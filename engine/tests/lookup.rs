use ccs_engine::{
    parse_script, CombatAction, CombatLookup, MonsterRegistry, PreferenceStore, LAST_ADVENTURE,
};

fn session() -> (MonsterRegistry, PreferenceStore) {
    let monsters: MonsterRegistry = ["angry goblin warrior", "spooky vampire"]
        .into_iter()
        .collect();
    let mut prefs = PreferenceStore::new();
    prefs.set_string(LAST_ADVENTURE, "The Spooky Forest");
    (monsters, prefs)
}

#[test]
fn resolve_prefers_longest_key() {
    let (lookup, _) = parse_script("[gob]\nattack\n[goblin]\nskill lunging thrust-smack\n").unwrap();
    let (monsters, prefs) = session();
    let (key, strategy) = lookup.resolve("angry goblin warrior", &monsters, &prefs);
    assert_eq!(key, "goblin");
    assert_eq!(
        strategy.unwrap().action_for_round(1),
        Some(&CombatAction::simple("skill lunging thrust-smack"))
    );
}

#[test]
fn resolve_uses_location_for_known_monsters() {
    let (lookup, _) = parse_script("[spooky forest]\nattack\n[unrecognized]\nrunaway\n").unwrap();
    let (monsters, prefs) = session();
    assert_eq!(
        lookup.best_encounter_key("spooky vampire", &monsters, &prefs),
        "spooky forest"
    );
    assert_eq!(
        lookup.best_encounter_key("glowing mystery", &monsters, &prefs),
        "unrecognized"
    );
}

#[test]
fn resolve_to_unregistered_default() {
    let (lookup, _) = parse_script("[ogre]\nattack\n").unwrap();
    let (monsters, prefs) = session();
    let (key, strategy) = lookup.resolve("spooky vampire", &monsters, &prefs);
    assert_eq!(key, "default");
    assert!(strategy.is_none());
}

#[test]
fn add_encounter_key_clears_in_place() {
    let mut lookup = CombatLookup::new();
    lookup.add_encounter_action("imp", None, CombatAction::simple("attack"));
    lookup.add_encounter_action("ogre", Some(2), CombatAction::simple("pickpocket"));
    lookup.add_encounter_key("imp");
    let keys: Vec<_> = lookup.encounter_keys().collect();
    assert_eq!(keys, vec!["imp", "ogre"]);
    assert_eq!(lookup.strategy("imp").unwrap().action_count(), 0);
    assert_eq!(lookup.strategy("ogre").unwrap().actions()[0].round, 2);
}

#[test]
fn clear_and_remove_keys() {
    let (mut lookup, _) = parse_script("[imp]\nattack\n[ogre]\nattack\n").unwrap();
    lookup.clear_encounter_key("imp");
    assert_eq!(lookup.strategy("imp").unwrap().action_count(), 0);

    let removed = lookup.remove_encounter_key("ogre").unwrap();
    assert_eq!(removed.key(), "ogre");
    assert!(lookup.strategy("ogre").is_none());
    assert_eq!(lookup.encounter_keys().collect::<Vec<_>>(), vec!["imp"]);

    lookup.clear_encounter_key("nobody");
    lookup.remove_all_children();
    assert!(lookup.is_empty());
}

#[test]
fn dump_as_json() {
    let (lookup, _) = parse_script("[imp]\n2: attack\n").unwrap();
    let json = serde_json::to_value(&lookup).unwrap();
    assert_eq!(json["imp"]["key"], "imp");
    assert_eq!(json["imp"]["actions"][0]["round"], 2);
    assert_eq!(json["imp"]["actions"][0]["action"]["kind"], "simple");
    assert_eq!(json["imp"]["actions"][0]["action"]["text"], "attack");
}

....................

_TASK OBJECTIVE_.
Pull every line with the word "removed" from the data.

_REPLY_.
    let removed = lookup.remove_encounter_key("ogre").unwrap();
    assert_eq!(removed.key(), "ogre");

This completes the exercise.